Figure 1. The crosstalk between metabolism and epigenetic control of gene expression in cancer.

(Left) Methionine dietary intake or methionine dependency leads to increased S-adenosylmethionine (SAM) levels which promote histone methylation catalyzed by histone methyltransferase (HMT). Subsequently, hypermethylation at active marker H3K4 induces transcription of dedifferentiation genes and cancer-associated genes. (Right) Fumarate or succinate accumulation due to the loss-of-function mutant fumarate hydratase (FH) or mutant succinate dehydrogenase (SDH), 2-hydroxyglutarate (2HG) accumulation due to the mutant isocitrate dehydrogenase (IDH) or hypoxia, depletion of α-ketoglutarate (α-KG) due to glutamine deficiency, or low oxygen levels during hypoxia inhibits histone demethylation process catalyzed by histone demethylases (KDM).
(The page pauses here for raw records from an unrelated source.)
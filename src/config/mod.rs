//! Configuration module for goal-directed crawling
//!
//! This module provides the `ScrapeConfig` struct and its type-safe builder
//! for configuring a crawl run with validation and sensible defaults.

// Sub-modules
pub mod builder;
pub mod getters;
pub mod types;

// Re-exports for public API
pub use builder::{ScrapeConfigBuilder, WithBaseUrl};
pub use types::{ScrapeConfig, UrlFilters};
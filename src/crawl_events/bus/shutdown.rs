//! Shutdown operations for the ScrapeEventBus

use std::sync::atomic::Ordering;
use std::time::Duration;

use crate::crawl_events::types::{ScrapeEvent, ShutdownReason};

use super::core::ScrapeEventBus;

impl ScrapeEventBus {
    /// Signal shutdown to all subscribers
    ///
    /// Idempotent. All clones of this bus share the same shutdown signal.
    pub fn shutdown(&self) {
        self.shutdown_flag.store(true, Ordering::SeqCst);
        self.shutdown.notify_waiters();
        log::debug!("Event bus shutdown signaled");
    }

    /// Wait for the shutdown signal
    ///
    /// ```rust,ignore
    /// tokio::select! {
    ///     Ok(event) = rx.recv() => { /* handle event */ }
    ///     _ = bus.wait_for_shutdown() => { break; }
    /// }
    /// ```
    pub async fn wait_for_shutdown(&self) {
        if self.is_shutdown() {
            return;
        }
        self.shutdown.notified().await;
    }

    #[must_use]
    pub fn is_shutdown(&self) -> bool {
        self.shutdown_flag.load(Ordering::SeqCst)
    }

    /// Publish a `shutdown` event, give subscribers the configured drain
    /// window to catch up, then signal shutdown.
    pub async fn shutdown_gracefully(&self, reason: ShutdownReason) {
        if self.shutdown_flag.swap(true, Ordering::SeqCst) {
            log::debug!("Event bus already shut down, ignoring {reason:?}");
            return;
        }
        log::debug!("Beginning graceful shutdown of event bus: {reason:?}");

        let _ = self.publish(ScrapeEvent::shutdown(reason)).await;

        // Heuristic: there is no acknowledgement protocol, so wait a fixed window
        if self.has_subscribers() {
            tokio::time::sleep(Duration::from_millis(self.config.drain_timeout_ms)).await;
        }

        self.shutdown.notify_waiters();
        log::debug!("Event bus graceful shutdown complete");
    }
}
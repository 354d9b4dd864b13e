//! Configuration types for the event bus

/// Strategy for handling channel saturation
#[derive(Debug, Clone, Copy, PartialEq, Eq, Default)]
pub enum BackpressureMode {
    /// Drop oldest events when channel is full
    /// Publishers never block, receivers may see `RecvError::Lagged`
    #[default]
    DropOldest,

    /// Return error when channel is full
    Error,
}

/// Configuration for the event bus
#[derive(Debug, Clone)]
pub struct EventBusConfig {
    /// Maximum number of events that can be buffered
    pub capacity: usize,

    /// Backpressure strategy when channel reaches capacity
    pub backpressure_mode: BackpressureMode,

    /// How long `shutdown_gracefully` waits for subscribers to drain, in milliseconds
    pub drain_timeout_ms: u64,

    /// Whether to enable event metrics collection
    pub enable_metrics: bool,
}

impl Default for EventBusConfig {
    fn default() -> Self {
        Self {
            capacity: 1000,
            backpressure_mode: BackpressureMode::default(),
            drain_timeout_ms: 100,
            enable_metrics: true,
        }
    }
}
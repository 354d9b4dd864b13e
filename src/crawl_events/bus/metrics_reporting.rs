//! Metrics reporting for the ScrapeEventBus

use super::core::ScrapeEventBus;

impl ScrapeEventBus {
    /// Human-readable metrics summary built from one consistent snapshot
    #[must_use]
    pub fn get_metrics_report(&self) -> String {
        if !self.config.enable_metrics {
            return "Metrics disabled".to_string();
        }

        let snapshot = self.metrics.snapshot();

        format!(
            "Event Bus Metrics:\n\
             - Events Published: {}\n\
             - Events Dropped: {}\n\
             - Events Failed: {}\n\
             - Active Subscribers: {}\n\
             - Peak Subscribers: {}\n\
             - Success Rate: {:.2}%",
            snapshot.events_published,
            snapshot.events_dropped,
            snapshot.events_failed,
            snapshot.active_subscribers,
            snapshot.peak_subscribers,
            snapshot.success_rate() * 100.0
        )
    }
}
//! Contracts for the services the orchestrator calls out to
//!
//! The engine never fetches or scores anything itself. A page fetcher, an
//! intelligence provider (LLM, heuristic or rule engine) and the optional
//! caller hooks are plugged in through these traits.

use std::collections::HashMap;
use std::fmt;
use std::sync::Arc;

use async_trait::async_trait;
use serde::{Deserialize, Serialize};

use super::crawl_state::CrawlState;
use super::crawl_types::{EntityRef, PageContent, PageMetrics, ValueMetrics, clamp_unit};
use crate::utils::FALLBACK_URL_SCORE;

// ============================================================================
// FETCH
// ============================================================================

#[derive(Debug, Clone, Copy, Default, PartialEq, Eq, Serialize, Deserialize)]
#[serde(rename_all = "camelCase")]
pub struct FetchOptions {
    pub execute_javascript: bool,
}

/// Raw fetch result. Network failures are reported through `error`.
#[derive(Debug, Clone, Default, PartialEq, Serialize, Deserialize)]
#[serde(rename_all = "camelCase")]
pub struct FetchResponse {
    pub html: String,
    pub status: u16,
    pub final_url: String,
    #[serde(default)]
    pub headers: HashMap<String, String>,
    #[serde(default, skip_serializing_if = "Option::is_none")]
    pub error: Option<String>,
}

impl FetchResponse {
    /// In-band failure with no body
    #[must_use]
    pub fn failed(url: &str, error: impl Into<String>) -> Self {
        Self {
            html: String::new(),
            status: 0,
            final_url: url.to_string(),
            headers: HashMap::new(),
            error: Some(error.into()),
        }
    }
}

#[async_trait]
pub trait PageFetcher: Send + Sync {
    /// Fetch `url`. Implementations should report network failures in-band;
    /// an `Err` is treated the same way by the orchestrator.
    async fn fetch(&self, url: &str, options: FetchOptions) -> anyhow::Result<FetchResponse>;
}

// ============================================================================
// INTELLIGENCE
// ============================================================================

#[derive(Debug, Clone, PartialEq, Serialize, Deserialize)]
#[serde(rename_all = "camelCase")]
pub struct UrlAnalysis {
    pub relevance_score: f64,
    pub expected_value: f64,
    pub is_allowed_by_robots: bool,
    pub domain_authority: f64,
    pub was_visited_before: bool,
}

impl UrlAnalysis {
    /// Low fixed score used when analysis fails
    #[must_use]
    pub fn fallback() -> Self {
        Self {
            relevance_score: FALLBACK_URL_SCORE,
            expected_value: FALLBACK_URL_SCORE,
            is_allowed_by_robots: true,
            domain_authority: 0.0,
            was_visited_before: false,
        }
    }

    #[must_use]
    pub fn clamped(self) -> Self {
        Self {
            relevance_score: clamp_unit(self.relevance_score),
            expected_value: clamp_unit(self.expected_value),
            ..self
        }
    }
}

#[derive(Debug, Clone, Default, PartialEq, Serialize, Deserialize)]
#[serde(rename_all = "camelCase")]
pub struct AuthRequest {
    pub url: String,
    pub auth_type: String,
    #[serde(default, skip_serializing_if = "Option::is_none")]
    pub form_fields: Option<Vec<String>>,
    #[serde(default, skip_serializing_if = "Option::is_none")]
    pub instructions: Option<String>,
    pub callback_url: String,
    pub session_token: String,
    pub auth_portal_url: String,
}

impl AuthRequest {
    /// Minimal request for a page that needs credentials of unknown kind
    #[must_use]
    pub fn for_url(url: &str) -> Self {
        Self {
            url: url.to_string(),
            auth_type: "unknown".to_string(),
            callback_url: url.to_string(),
            auth_portal_url: url.to_string(),
            ..Self::default()
        }
    }
}

#[derive(Debug, Clone, Default, PartialEq, Serialize, Deserialize)]
#[serde(rename_all = "camelCase")]
pub struct AuthDetection {
    pub requires_authentication: bool,
    #[serde(default, skip_serializing_if = "Option::is_none")]
    pub auth_request: Option<AuthRequest>,
}

#[derive(Debug, Clone, PartialEq, Serialize, Deserialize)]
#[serde(rename_all = "camelCase")]
pub struct ExtractedContent {
    pub title: String,
    pub content: String,
    pub content_type: String,
    pub metrics: PageMetrics,
    #[serde(default)]
    pub entities: Vec<EntityRef>,
}

#[derive(Debug, Clone, PartialEq, Serialize, Deserialize)]
#[serde(rename_all = "camelCase")]
pub struct DiscoveredLink {
    /// Absolute, or relative to the page it was found on
    pub url: String,
    pub context: String,
    pub predicted_value: f64,
}

#[derive(Debug, Clone, Copy, PartialEq, Eq, Serialize, Deserialize)]
#[serde(rename_all = "lowercase")]
pub enum NavigationAction {
    Continue,
    Complete,
}

#[derive(Debug, Clone, PartialEq, Serialize, Deserialize)]
pub struct NavigationDecision {
    pub action: NavigationAction,
    pub reason: String,
}

impl NavigationDecision {
    #[must_use]
    pub fn proceed(reason: impl Into<String>) -> Self {
        Self {
            action: NavigationAction::Continue,
            reason: reason.into(),
        }
    }

    #[must_use]
    pub fn complete(reason: impl Into<String>) -> Self {
        Self {
            action: NavigationAction::Complete,
            reason: reason.into(),
        }
    }
}

/// Scoring, extraction and navigation decisions
///
/// Every method is a request/response call. Failures never abort a crawl;
/// the orchestrator substitutes a conservative fallback instead.
#[async_trait]
pub trait CrawlIntelligence: Send + Sync {
    async fn analyze_url(
        &self,
        url: &str,
        goal: &str,
        state: &CrawlState,
    ) -> anyhow::Result<UrlAnalysis>;

    async fn detect_authentication(
        &self,
        html: &str,
        url: &str,
        status: u16,
    ) -> anyhow::Result<AuthDetection>;

    async fn extract_content(
        &self,
        html: &str,
        url: &str,
        state: &CrawlState,
    ) -> anyhow::Result<ExtractedContent>;

    async fn discover_links(
        &self,
        html: &str,
        url: &str,
        state: &CrawlState,
    ) -> anyhow::Result<Vec<DiscoveredLink>>;

    async fn evaluate_progress(&self, state: &CrawlState) -> anyhow::Result<ValueMetrics>;

    async fn decide_next_action(
        &self,
        state: &CrawlState,
        metrics: &ValueMetrics,
    ) -> anyhow::Result<NavigationDecision>;
}

// ============================================================================
// CALLER HOOKS
// ============================================================================

#[async_trait]
pub trait AuthHandler: Send + Sync {
    /// Resolve the authentication request, returning whether it succeeded
    async fn on_auth_required(&self, request: &AuthRequest) -> bool;
}

#[async_trait]
pub trait PageCallback: Send + Sync {
    /// Called once per newly extracted page. Errors are logged and ignored.
    async fn on_page_processed(&self, page: &PageContent) -> anyhow::Result<()>;
}

/// Optional caller-supplied callbacks
#[derive(Clone, Default)]
pub struct CrawlHooks {
    pub auth_handler: Option<Arc<dyn AuthHandler>>,
    pub page_callback: Option<Arc<dyn PageCallback>>,
}

impl CrawlHooks {
    #[must_use]
    pub fn new() -> Self {
        Self::default()
    }

    #[must_use]
    pub fn with_auth_handler(mut self, handler: Arc<dyn AuthHandler>) -> Self {
        self.auth_handler = Some(handler);
        self
    }

    #[must_use]
    pub fn with_page_callback(mut self, callback: Arc<dyn PageCallback>) -> Self {
        self.page_callback = Some(callback);
        self
    }
}

impl fmt::Debug for CrawlHooks {
    fn fmt(&self, f: &mut fmt::Formatter<'_>) -> fmt::Result {
        f.debug_struct("CrawlHooks")
            .field("auth_handler", &self.auth_handler.is_some())
            .field("page_callback", &self.page_callback.is_some())
            .finish()
    }
}
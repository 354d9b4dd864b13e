//! Frontier ordering and bookkeeping through the public API

use kodegen_tools_goalcrawl::crawl_engine::{Frontier, FrontierEntry};
use kodegen_tools_goalcrawl::utils::normalize_url;

fn entry(name: &str, value: f64) -> FrontierEntry {
    FrontierEntry::new(format!("https://x.test/{name}"), value, 1)
}

fn drain(frontier: &mut Frontier) -> Vec<String> {
    std::iter::from_fn(|| frontier.dequeue())
        .map(|e| e.url.trim_start_matches("https://x.test/").to_string())
        .collect()
}

#[test]
fn dequeues_highest_expected_value_first() {
    let mut frontier = Frontier::new();
    frontier.push(entry("a", 0.2));
    frontier.push(entry("b", 0.9));
    frontier.push(entry("c", 0.5));

    assert_eq!(frontier.len(), 3);
    assert_eq!(frontier.peek().map(|e| e.url.as_str()), Some("https://x.test/b"));
    assert_eq!(drain(&mut frontier), vec!["b", "c", "a"]);
    assert!(frontier.is_empty());
    assert!(frontier.dequeue().is_none());
}

#[test]
fn ties_interleaved_with_other_priorities_keep_enqueue_order() {
    let mut frontier = Frontier::new();
    frontier.push(entry("t1", 0.5));
    frontier.push(entry("hi", 0.8));
    frontier.push(entry("t2", 0.5));
    frontier.push(entry("lo", 0.1));
    frontier.push(entry("t3", 0.5));

    assert_eq!(drain(&mut frontier), vec!["hi", "t1", "t2", "t3", "lo"]);
}

#[test]
fn out_of_range_values_are_clamped() {
    let mut frontier = Frontier::new();
    frontier.push(entry("huge", 7.0));
    frontier.push(entry("one", 1.0));
    frontier.push(entry("nan", f64::NAN));
    frontier.push(entry("zero", 0.0));

    // 7.0 clamps to 1.0 and NaN to 0.0, so ties fall back to enqueue order
    assert_eq!(drain(&mut frontier), vec!["huge", "one", "nan", "zero"]);
}

#[test]
fn queued_keys_follow_entries_in_and_out() {
    let mut frontier = Frontier::new();
    frontier.push(FrontierEntry::new("https://x.test/docs/", 0.5, 1));
    frontier.push(FrontierEntry::new("https://x.test/docs#intro", 0.4, 1));

    let key = normalize_url("https://x.test/docs");
    assert!(frontier.contains_key(&key));
    frontier.dequeue();
    assert!(frontier.contains_key(&key));
    frontier.dequeue();
    assert!(!frontier.contains_key(&key));
}
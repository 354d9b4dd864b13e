//! Coarse near-duplicate fingerprint of a page's opening content
//!
//! The signature covers the first three `h1`/`h2`/`h3` headings and the first
//! 100 characters of the first paragraph. Collisions are acceptable: they
//! only ever suppress a later page, never the first one seen.

use scraper::{Html, Selector};
use std::sync::LazyLock;
use xxhash_rust::xxh3::xxh3_64;

static HEADING_SELECTOR: LazyLock<Option<Selector>> =
    LazyLock::new(|| Selector::parse("h1, h2, h3").ok());
static PARAGRAPH_SELECTOR: LazyLock<Option<Selector>> = LazyLock::new(|| Selector::parse("p").ok());

const MAX_HEADINGS: usize = 3;
const PARAGRAPH_PREFIX_CHARS: usize = 100;

/// Text the signature is computed from, `None` when the page has neither
/// headings nor a paragraph
#[must_use]
pub fn signature_input(html: &str) -> Option<String> {
    let (Some(headings), Some(paragraphs)) = (HEADING_SELECTOR.as_ref(), PARAGRAPH_SELECTOR.as_ref())
    else {
        return None;
    };
    let document = Html::parse_document(html);

    let mut parts: Vec<String> = document
        .select(headings)
        .take(MAX_HEADINGS)
        .map(|el| collapse_whitespace(&el.text().collect::<String>()))
        .collect();

    if let Some(first) = document.select(paragraphs).next() {
        let text = collapse_whitespace(&first.text().collect::<String>());
        parts.push(text.chars().take(PARAGRAPH_PREFIX_CHARS).collect());
    }

    let joined = parts.join("|");
    if joined.chars().all(|c| c == '|') {
        None
    } else {
        Some(joined)
    }
}

/// Fingerprint `html`, returning an empty string when there is nothing to sign
#[must_use]
pub fn content_signature(html: &str) -> String {
    signature_input(html)
        .map(|input| format!("{:016x}", xxh3_64(input.as_bytes())))
        .unwrap_or_default()
}

fn collapse_whitespace(text: &str) -> String {
    text.split_whitespace().collect::<Vec<_>>().join(" ")
}

#[cfg(test)]
mod tests {
    use super::*;

    #[test]
    fn only_first_three_headings_count() {
        let html = "<h1>A</h1><h2>B</h2><h3>C</h3><h2>D</h2><p>body</p>";
        assert_eq!(signature_input(html).as_deref(), Some("A|B|C|body"));
    }

    #[test]
    fn paragraph_is_truncated_to_prefix() {
        let long = "x".repeat(250);
        let html = format!("<h1>T</h1><p>{long}</p>");
        let input = signature_input(&html).unwrap_or_default();
        assert_eq!(input.len(), "T|".len() + PARAGRAPH_PREFIX_CHARS);
    }

    #[test]
    fn empty_documents_have_no_signature() {
        assert_eq!(content_signature(""), "");
        assert_eq!(content_signature("<div><span>no headings</span></div>"), "");
    }
}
Subsequently, hypermethylation at suppressive histone makers H3K9 or H3K27 inhibits transcription of differentiation genes and tumor suppressor genes. Together, these metabolic regulations of epigenetics and genes expression may contribute to cell dedifferentiation, tumor progression and drug resistance in cancer. Potential therapeutic approaches to target the intersection of metabolism and gene expression in cancer are highlighted in red.